Он не ждет от меня ответа, и именно в тот момент я понимаю, что вопрос был направлен в другую сторону: пассивным наблюдателям домашней драмы — маме и Калебу, недвижно созерцающим всю эту сцену с пониманием и удовлетворением на лицах. Например, у мамы на губах играет ее лучшая улыбка — улыбка женщины, живущей без оргазмов, но с жаждой мести, которую она прямо сейчас примется вкушать холодной. Даже Калия на мгновение поднимает голову, выходит из режима рисования и фокусируется на конкретном предмете — моих трусах цвета фуксии, сверкающих, будто предмет из другого мира, среди серой мебели гостиной.
— Она проявляла некоторые отклонения в своем сексуальном поведении уже… — пытается вспомнить мать, — какое-то время.
— Как давно?
— Довольно давно, — произносит она наконец голосом чахоточного воробушка, обеспокоенной матери, голосом, которым невозможно никого обмануть, без намека на лукавство, в какой-то степени даже забавным из-за его искусственности.
У меня побаливают колени, поэтому я подхожу и сажусь на свои трусики танга. Калия мгновенно теряет к ним всякий интерес и возвращается к своим рисункам слоновьего периода. Тем временем отец начинает ходить по гостиной, он ходит так долго, будто марширует на параде. Странно видеть его без мундира, но с медалями на рубашке, а еще немного смешно — некоторые действия теряют смысл, если их совершают в ненадлежащем месте. Жирная муха подлетает и садится ему на лоб. Мухи очень любопытны — чуют конфликт издалека.
Мать вяло оправдывается:
— Тебя никогда не было рядом. Я думала, проблема сама рассосется.
Ага. Значит, я проблема. Какасандра — это проблема, и мама ведет свою изящную игру, приправленную цикутой: она знает, когда открыть рот, а когда лучше промолчать. И умолкает, не издает больше ни звука, ловко передав роль инквизитора другой стороне — в противоположный угол ринга, называемый «Отец».
— Я люблю ее, — еле слышно подаю голос. Несмотря на это, отец улавливает мои слова, и на его лице отражается вспышка негодования. — Это моя девушка.
— Мост — твоя д-девушка, Ка-касандра?
Папин вопрос повисает в воздухе, Калеб смеется.
Плохая идея.
Глаза отца мечут молнии;
— В этой семье испорченная кровь! Порочная кровь!
Он выкрикивает нелепости. Ходит по гостиной из угла в угол. Ускоренным шагом. Медали звенят.
Его голова мотается из стороны в сторону, как у огромной плюшевой куклы, и вдруг он кричит матери:
Ты не видела ее! Она была там, на улице, у всех на виду! У нее испорченная кровь! Гнилая кровь! Она… т-трогала себя на этом мосту! Ты посмотри, посмотри на это!

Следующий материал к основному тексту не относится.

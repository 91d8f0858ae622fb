//! Department handlers.

use crate::error::AppError;
use crate::handlers::parse_id;
use crate::model::{NewDepartment, UpdateDepartment};
use crate::response::{success_many, success_one, success_one_ok};
use crate::service::{DepartmentService, RequestValidator};
use crate::state::AppState;
use axum::{
    extract::{Path, Query, State},
    response::IntoResponse,
    Json,
};
use serde::Deserialize;

#[derive(Deserialize)]
pub struct DepartmentListQuery {
    pub is_active: Option<bool>,
}

pub async fn list(
    State(state): State<AppState>,
    Query(q): Query<DepartmentListQuery>,
) -> Result<impl IntoResponse, AppError> {
    let rows = DepartmentService::list(&state.guard, &state.pool, q.is_active)
        .await
        .into_result()?;
    Ok(success_many(rows))
}

pub async fn create(
    State(state): State<AppState>,
    Json(body): Json<NewDepartment>,
) -> Result<impl IntoResponse, AppError> {
    RequestValidator::new_department(&body)?;
    let row = DepartmentService::create(&state.guard, &state.pool, &body)
        .await
        .into_result()?;
    Ok(success_one(row))
}

pub async fn read(
    State(state): State<AppState>,
    Path(id_str): Path<String>,
) -> Result<impl IntoResponse, AppError> {
    let id = parse_id(&id_str)?;
    let row = DepartmentService::get(&state.guard, &state.pool, id)
        .await
        .into_result()?
        .ok_or(AppError::NotFound(id_str))?;
    Ok(success_one_ok(row))
}

pub async fn update(
    State(state): State<AppState>,
    Path(id_str): Path<String>,
    Json(body): Json<UpdateDepartment>,
) -> Result<impl IntoResponse, AppError> {
    let id = parse_id(&id_str)?;
    if body.is_empty() {
        return Err(AppError::BadRequest("no fields to update".into()));
    }
    let row = DepartmentService::update(&state.guard, &state.pool, id, &body)
        .await
        .into_result()?
        .ok_or(AppError::NotFound(id_str))?;
    Ok(success_one_ok(row))
}
//! Billing handlers: bills and payment recording.

use crate::error::AppError;
use crate::handlers::{page_params, parse_id};
use crate::model::{BillStatus, NewBill, RecordPayment};
use crate::response::{success_one, success_one_ok, success_page, PageMeta};
use crate::service::{BillFilter, BillingService, RequestValidator};
use crate::state::AppState;
use axum::{
    extract::{Path, Query, State},
    response::IntoResponse,
    Json,
};
use serde::Deserialize;
use uuid::Uuid;

#[derive(Deserialize)]
pub struct BillListQuery {
    pub page: Option<u32>,
    pub limit: Option<u32>,
    pub patient_id: Option<Uuid>,
    pub status: Option<BillStatus>,
}

pub async fn list(
    State(state): State<AppState>,
    Query(q): Query<BillListQuery>,
) -> Result<impl IntoResponse, AppError> {
    let (page, limit, offset) = page_params(q.page, q.limit);
    let filter = BillFilter {
        patient_id: q.patient_id,
        status: q.status,
    };
    let result = BillingService::list(&state.guard, &state.pool, &filter, limit, offset)
        .await
        .into_result()?;
    Ok(success_page(
        result.rows,
        PageMeta::new(result.total, page, limit),
    ))
}

pub async fn create(
    State(state): State<AppState>,
    Json(body): Json<NewBill>,
) -> Result<impl IntoResponse, AppError> {
    RequestValidator::new_bill(&body)?;
    let row = BillingService::create(&state.guard, &state.pool, &body)
        .await
        .into_result()?;
    Ok(success_one(row))
}

pub async fn read(
    State(state): State<AppState>,
    Path(id_str): Path<String>,
) -> Result<impl IntoResponse, AppError> {
    let id = parse_id(&id_str)?;
    let row = BillingService::get(&state.guard, &state.pool, id)
        .await
        .into_result()?
        .ok_or(AppError::NotFound(id_str))?;
    Ok(success_one_ok(row))
}

pub async fn read_full(
    State(state): State<AppState>,
    Path(id_str): Path<String>,
) -> Result<impl IntoResponse, AppError> {
    let id = parse_id(&id_str)?;
    let row = BillingService::get_full(&state.guard, &state.pool, id)
        .await
        .into_result()?
        .ok_or(AppError::NotFound(id_str))?;
    Ok(success_one_ok(row))
}

/// Accumulate a payment against a bill. Once the paid amount covers the
/// total the bill is `PAID`; anything less is `PARTIALLY_PAID`.
pub async fn record_payment(
    State(state): State<AppState>,
    Path(id_str): Path<String>,
    Json(body): Json<RecordPayment>,
) -> Result<impl IntoResponse, AppError> {
    RequestValidator::payment(&body)?;
    let id = parse_id(&id_str)?;
    let bill = BillingService::get(&state.guard, &state.pool, id)
        .await
        .into_result()?
        .ok_or_else(|| AppError::NotFound(id_str.clone()))?;

    match bill.status {
        BillStatus::Cancelled | BillStatus::Refunded => {
            return Err(AppError::Conflict(format!(
                "cannot record a payment on a {:?} bill",
                bill.status
            )));
        }
        BillStatus::Paid => {
            return Err(AppError::Conflict("bill is already paid in full".into()));
        }
        BillStatus::Pending | BillStatus::PartiallyPaid | BillStatus::Overdue => {}
    }

    let paid_amount = bill.paid_amount.unwrap_or(0) + body.amount;
    let status = if paid_amount >= bill.total_amount {
        BillStatus::Paid
    } else {
        BillStatus::PartiallyPaid
    };
    let row = BillingService::apply_payment(
        &state.guard,
        &state.pool,
        id,
        paid_amount,
        status,
        body.payment_method,
        body.payment_reference.as_deref(),
    )
    .await
    .into_result()?
    .ok_or(AppError::NotFound(id_str))?;
    Ok(success_one_ok(row))
}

Он ищет взглядом танга цвета фуксии, которые исчезли под моими ягодицами. Я устраиваюсь поудобнее, так, чтобы он смог наконец заметить трусы. Отец брезгливо поднимает мое нижнее белье, размахивая им, как флагом какой-нибудь страны сексуальных извращений:
— На мосту — и внизу на ней не было ничего!
Думаю, впервые в жизни отец говорит на тему, которая не касается напрямую политики или его восхождения по карьерной лестнице в этой стране. Даже если бы в моих гениталиях имелся политический смысл, отец все равно не понял бы. Окей? Я не такая дура.